MORGANTOWN —
Remember back as fall was changing to winter and the disappointment of football was turning to hopes and dreams of a new West Virginia University basketball season?
Remember the optimism that came with the first snap of cold weather, the delight of the first snow of the year that signified a rebirth of athletic seasons and talk turned to ways this young basketball team might surprise its new league, the Big 12?
There were visits to the Internet to see when the conference tournament would be held and how much it would cost to attend and even glances at the NCAA brackets to see where this Mountaineer team might wind up.
Failure?
That never crossed anyone’s mind, not with a Hall of Fame coach to be in control, with three hot transfers ready to join up with powerful Deniz Kilicli and a hot freshman class.
Remember …
Now it is dreary February, spring around the corner but not yet ready to push away the gray skies or the cold winds of winter, reality slapping everyone in the face, a reality that almost surely will be no NCAA Tournament and that the dreams of December are ready to turn into a nightmare March.
Even Bob Huggins, the coach, understands how wrong he was in evaluating what he had on hand.
“We can say whatever we want to say. We can say we’re young, we’re this or we’re that. The reality is I probably overscheduled because I thought we were better than we are,” he said, before adding the kicker.
“I don’t know that I ever misjudged a group as much as I misjudged this group.”
Who would have imagined having the team that could not shoot straight, not at the school known for its sharpshooting in rifle.
That was evident early, but Huggins swore he’d fix it, just as he swore he’d fix the inability to protect the basketball and the lack of rebounding and the terrible defense … technical things that he had dealt with to some degree in the past, although never all together.

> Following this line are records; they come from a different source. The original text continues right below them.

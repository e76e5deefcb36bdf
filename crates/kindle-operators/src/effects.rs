//! The effects table applied under the agent.

use indexmap::IndexMap;
use kindle_core::CellState;

/// Maps a source cell value to its replacement.
///
/// With the default forest-fire configuration the table is `fire → empty`:
/// the agent puts out the fire it lands on.
#[derive(Clone, Debug, Default, PartialEq, Eq)]
pub struct Effects {
    table: IndexMap<CellState, CellState>,
}

impl Effects {
    /// Build from `(source, replacement)` pairs. Later pairs win.
    pub fn new(pairs: impl IntoIterator<Item = (CellState, CellState)>) -> Self {
        Self {
            table: pairs.into_iter().collect(),
        }
    }

    /// Replacement for `source`, if any.
    pub fn get(&self, source: CellState) -> Option<CellState> {
        self.table.get(&source).copied()
    }

    /// Number of entries.
    pub fn len(&self) -> usize {
        self.table.len()
    }

    /// Whether the table has no entries.
    pub fn is_empty(&self) -> bool {
        self.table.is_empty()
    }

    /// Entries in insertion order.
    pub fn iter(&self) -> impl Iterator<Item = (CellState, CellState)> + '_ {
        self.table.iter().map(|(&k, &v)| (k, v))
    }
}
//! [`BoxSpace`]: real-valued arrays bounded by a closed interval.

use kindle_core::Shape;
use rand::{Rng, RngCore};

use crate::error::SpaceError;
use crate::space::Space;

/// Arrays of `f64` of a fixed shape with every entry in `[low, high]`.
///
/// Values are carried flat (row-major); the shape fixes their length.
/// NaN is never contained.
#[derive(Clone, Debug, PartialEq)]
pub struct BoxSpace {
    low: f64,
    high: f64,
    shape: Shape,
    len: usize,
}

impl BoxSpace {
    /// Create a box space.
    ///
    /// # Errors
    ///
    /// Fails if either bound is non-finite, `low > high`, or the shape is
    /// empty or has a zero dimension.
    pub fn new(low: f64, high: f64, shape: impl AsRef<[usize]>) -> Result<Self, SpaceError> {
        if !low.is_finite() || !high.is_finite() || low > high {
            return Err(SpaceError::InvalidBounds { low, high });
        }
        let shape = Shape::from_slice(shape.as_ref());
        if shape.is_empty() || shape.contains(&0) {
            return Err(SpaceError::InvalidShape { shape });
        }
        let len = shape.iter().product();
        Ok(Self {
            low,
            high,
            shape,
            len,
        })
    }

    /// The unit interval `[0, 1]` over the given shape.
    pub fn unit(shape: impl AsRef<[usize]>) -> Result<Self, SpaceError> {
        Self::new(0.0, 1.0, shape)
    }

    /// Lower bound.
    pub fn low(&self) -> f64 {
        self.low
    }

    /// Upper bound.
    pub fn high(&self) -> f64 {
        self.high
    }

    /// Declared shape.
    pub fn shape(&self) -> &Shape {
        &self.shape
    }

    /// Membership test on a borrowed slice.
    pub fn contains_slice(&self, x: &[f64]) -> bool {
        x.len() == self.len && x.iter().all(|v| (self.low..=self.high).contains(v))
    }
}

impl Space for BoxSpace {
    type Value = Vec<f64>;

    fn sample(&self, rng: &mut dyn RngCore) -> Vec<f64> {
        (0..self.len)
            .map(|_| rng.gen_range(self.low..=self.high))
            .collect()
    }

    fn contains(&self, x: &Vec<f64>) -> bool {
        self.contains_slice(x)
    }
}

But he thought they’d mature, they’d learn how to play within themselves and that they’d develop the attitude he has built in every team he ever coached, a relentless attitude of confidence and fearlessness.
It never came.
He watched his team come apart on the floor at Kansas State right from the opening tip, and he doesn’t believe it was because of the hostile environment.
“I don’t know if it’s crowd. We do the same thing in practice. We panic. As soon as someone gets up on us and there’s some pressure, we panic,” Huggins said. “I continually tell our guys you get pressure, it’s not like they got a knife or a gun or a sword. They’re not allowed to touch you. They’re not allowed to touch you. So why would you panic?”
But under pressure they do what is wrong, not what is right.
“We get on the floor and panic and throw right to them instead of slowing down and finding a guy. It would help if our guys would come to the ball, too,” Huggins said.
That has put them down in games, not just at K-State, not even just at the start of games. It comes only when things aren’t going smoothly their way.
Crowd?
“I don’t think the crowd has anything to do with it. If it does, we have the wrong guys,” Huggins said.
“I asked Al McGuire one time. He took the Marquette job when it was a really bad job. I asked him when he knew he had a team. He said, ‘When you walk in any venue with no fear.’
“We’ve been that way for years. You look at our Big East road record, you look at the record we had at Cincinnati. We always walked in with no fear, but these guys panicked.”
That, of course, has bothered Huggins and other observers all season, that this team has been dictated to rather than doing the dictating of terms of play, that it hasn’t played in-your-face defense or been boss of the boards.
All of that, going with the shortcomings that came with an inability to put the ball in the basket or to handle it well, has made them unable to surprise anyone as the year went on.
It culminated in Manhattan, Kansas, when Huggins returned to the school where he once coached and put a team on the floor that did not compete until the pressure was off and the panic over, a team that played like what it was.
The aftermath, as Huggins described it, was not flattering.
“It’s like I told them in there. We had one of those days where they didn’t want to play,” Huggins said on his radio show. “I told them it looked like Jamestown. They are all curled up, rolling around on the floor like they’re about to die.”
Huggins absolved Kilicli from the comparison, saying he had never done that, but no one else.
“You find out about people in times of adversity. You find out what they are made of,” he said.
Now they play down the stretch, trying to salvage something from a lost year with Huggins still seeking players he can depend on next year, players he can build a winning team around.
He didn’t see a whole lot of them on this year’s team.